* WHAT YOU NEED TO DO: Select every line below containing the word "move".
------------------------------------------------------------------------
//! Watchers
//!
//! A watcher observes one key (or one tracked expression) of a store and
//! calls back with `(new, old)` whenever the observed value changes.
//!
//! The first run only records a baseline. Every later run compares the fresh
//! value against the stored one with strict equality, stores the fresh value,
//! and calls back if they differ. Callbacks run untracked: whatever they read
//! does not become a dependency of the watcher.

use std::cell::RefCell;
use std::fmt;
use std::rc::Rc;

use super::effect::{Effect, EffectOptions};
use super::store::Store;
use super::subscriber::Disposer;
use super::value::Value;
use crate::error::Result;

/// Boxed watch callback, used where several callbacks are passed together.
pub type WatchFn = Box<dyn Fn(&Value, &Value) -> Result<()>>;

pub(crate) type ChangeFn = Rc<dyn Fn(&Value, &Value) -> Result<()>>;

/// What a watcher observes.
#[derive(Clone)]
pub enum WatchSource {
    /// A single key of the watched store.
    Key(String),
    /// An expression over the store. Every key it reads is tracked.
    Getter(Rc<dyn Fn(&Store) -> Value>),
}

impl WatchSource {
    pub fn getter(f: impl Fn(&Store) -> Value + 'static) -> Self {
        Self::Getter(Rc::new(f))
    }

    fn read(&self, store: &Store) -> Value {
        match self {
            Self::Key(key) => store.get(key),
            Self::Getter(getter) => getter(store),
        }
    }

    /// Key name for log output and error contexts.
    pub fn key(&self) -> Option<&str> {
        match self {
            Self::Key(key) => Some(key),
            Self::Getter(_) => None,
        }
    }
}

impl From<&str> for WatchSource {
    fn from(key: &str) -> Self {
        Self::Key(key.to_owned())
    }
}

impl From<String> for WatchSource {
    fn from(key: String) -> Self {
        Self::Key(key)
    }
}

impl fmt::Debug for WatchSource {
    fn fmt(&self, f: &mut fmt::Formatter<'_>) -> fmt::Result {
        match self {
            Self::Key(key) => f.debug_tuple("Key").field(key).finish(),
            Self::Getter(_) => f.write_str("Getter(..)"),
        }
    }
}

/// Shared by `watch`, `watch_with` and `safe_watch`.
///
/// The watcher holds its store weakly so an undisposed watcher does not keep
/// the store alive.
pub(crate) fn watch_source(
    store: &Store,
    source: WatchSource,
    on_change: ChangeFn,
    label: String,
) -> Result<Disposer> {
    let weak = store.downgrade();
    let runtime = store.runtime().clone();
    let previous: RefCell<Option<Value>> = RefCell::new(None);

    let body = move || {
        let Some(store) = weak.upgrade() else {
            return Ok(());
        };
        let current = source.read(&store);
        let Some(old) = previous.replace(Some(current.clone())) else {
            return Ok(());
        };
        if old.strict_eq(&current) {
            return Ok(());
        }
        runtime.untracked(|| on_change(&current, &old))
    };

    let options = EffectOptions {
        label: Some(label),
        ..EffectOptions::default()
    };
    Ok(Effect::with_options(store.runtime(), body, options)?.disposer())
}

/// One watcher per `(key, callback)`, with a single disposer for all of them.
///
/// ```rust
/// use trellis_core::{state, watch, Value, WatchFn};
/// use std::{cell::RefCell, rc::Rc};
///
/// let s = state(serde_json::json!({ "count": 0 })).unwrap();
/// let calls = Rc::new(RefCell::new(Vec::new()));
///
/// let sink = calls.clone();
/// let on_count: WatchFn = Box::new(move |new, old| {
///     sink.borrow_mut().push((new.clone(), old.clone()));
///     Ok(())
/// });
/// let _stop = watch(&s, [("count", on_count)]).unwrap();
///
/// s.set("count", 5).unwrap();
/// s.set("count", 5).unwrap();
/// assert_eq!(*calls.borrow(), vec![(Value::from(5), Value::from(0))]);
/// ```
pub fn watch<I, K>(store: &Store, defs: I) -> Result<Disposer>
where
    I: IntoIterator<Item = (K, WatchFn)>,
    K: Into<String>,
{
    let mut created = Vec::new();
    for (key, callback) in defs {
        let key = key.into();
        let label = format!("watch:{key}");
        match watch_source(store, WatchSource::Key(key), Rc::from(callback), label) {
            Ok(disposer) => created.push(disposer),
            Err(error) => {
                Disposer::merge(created).dispose();
                return Err(error);
            }
        }
    }
    Ok(Disposer::merge(created))
}

/// Watch a single key.
pub fn watch_key<F>(store: &Store, key: &str, callback: F) -> Result<Disposer>
where
    F: Fn(&Value, &Value) -> Result<()> + 'static,
{
    watch_source(store, WatchSource::from(key), Rc::new(callback), format!("watch:{key}"))
}

/// Watch an arbitrary expression over `store`.
pub fn watch_with<G, F>(store: &Store, getter: G, callback: F) -> Result<Disposer>
where
    G: Fn(&Store) -> Value + 'static,
    F: Fn(&Value, &Value) -> Result<()> + 'static,
{
    watch_source(
        store,
        WatchSource::getter(getter),
        Rc::new(callback),
        String::from("watch:<getter>"),
    )
}

#[cfg(test)]
mod tests {
    use super::*;
    use crate::reactive::Runtime;
    use crate::Error;
    use serde_json::json;

    type Calls = Rc<RefCell<Vec<(Value, Value)>>>;

    fn recorder() -> (Calls, WatchFn) {
        let calls: Calls = Rc::default();
        let sink = calls.clone();
        let callback: WatchFn = Box::new(move |new, old| {
            sink.borrow_mut().push((new.clone(), old.clone()));
            Ok(())
        });
        (calls, callback)
    }

    #[test]
    fn first_run_is_only_a_baseline() {
        let store = Runtime::default().state(json!({ "count": 0 })).unwrap();
        let (calls, callback) = recorder();

        let _stop = watch(&store, [("count", callback)]).unwrap();
        assert!(calls.borrow().is_empty());
        assert_eq!(store.subscriber_count("count"), 1);
    }

    #[test]
    fn fires_once_per_distinct_change() {
        let store = Runtime::default().state(json!({ "count": 0 })).unwrap();
        let (calls, callback) = recorder();
        let _stop = watch(&store, [("count", callback)]).unwrap();

        store.set("count", 5).unwrap();
        store.set("count", 5).unwrap();
        store.set("count", 7).unwrap();

        assert_eq!(
            *calls.borrow(),
            vec![
                (Value::from(5), Value::from(0)),
                (Value::from(7), Value::from(5)),
            ]
        );
    }

    #[test]
    fn callback_reads_are_not_tracked() {
        let store = Runtime::default().state(json!({ "a": 0, "b": 0 })).unwrap();
        let reader = store.clone();
        let _stop = watch_key(&store, "a", move |_, _| {
            reader.get("b");
            Ok(())
        })
        .unwrap();

        store.set("a", 1).unwrap();
        assert_eq!(store.subscriber_count("b"), 0);
    }

    #[test]
    fn getter_source_tracks_every_key_it_reads() {
        let store = Runtime::default()
            .state(json!({ "first": "Ada", "last": "Byron" }))
            .unwrap();
        let calls: Calls = Rc::default();
        let sink = calls.clone();

        let _stop = watch_with(
            &store,
            |s| {
                let first = s.get("first");
                let last = s.get("last");
                Value::from(format!(
                    "{} {}",
                    first.as_str().unwrap_or_default(),
                    last.as_str().unwrap_or_default()
                ))
            },
            move |new, old| {
                sink.borrow_mut().push((new.clone(), old.clone()));
                Ok(())
            },
        )
        .unwrap();

        store.set("last", "Lovelace").unwrap();
        assert_eq!(
            *calls.borrow(),
            vec![(Value::from("Ada Lovelace"), Value::from("Ada Byron"))]
        );
    }

    #[test]
    fn disposed_watcher_never_fires() {
        let store = Runtime::default().state(json!({ "count": 0 })).unwrap();
        let (calls, callback) = recorder();
        let stop = watch(&store, [("count", callback)]).unwrap();

        stop.dispose();
        stop.dispose();
        store.set("count", 1).unwrap();

        assert!(calls.borrow().is_empty());
        assert_eq!(store.subscriber_count("count"), 0);
    }

    #[test]
    fn callback_error_reaches_the_writer() {
        let store = Runtime::default().state(json!({ "n": 0 })).unwrap();
        let _stop = watch_key(&store, "n", |_, _| Err(Error::msg("rejected"))).unwrap();

        let err = store.set("n", 1).unwrap_err();
        assert_eq!(err.to_string(), "rejected");
        assert_eq!(store.get("n"), Value::from(1));
    }

    #[test]
    fn watching_a_missing_key_sees_it_appear() {
        let store = Runtime::default().state(json!({})).unwrap();
        let (calls, callback) = recorder();
        let _stop = watch(&store, [("late", callback)]).unwrap();

        store.set("late", true).unwrap();
        assert_eq!(*calls.borrow(), vec![(Value::from(true), Value::Null)]);
    }
}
------------------------------------------------------------------------
* RESPONSE TO THIS EXERCISE:
    let body = move || {
/// let on_count: WatchFn = Box::new(move |new, old| {
        let callback: WatchFn = Box::new(move |new, old| {
        let _stop = watch_key(&store, "a", move |_, _| {
            move |new, old| {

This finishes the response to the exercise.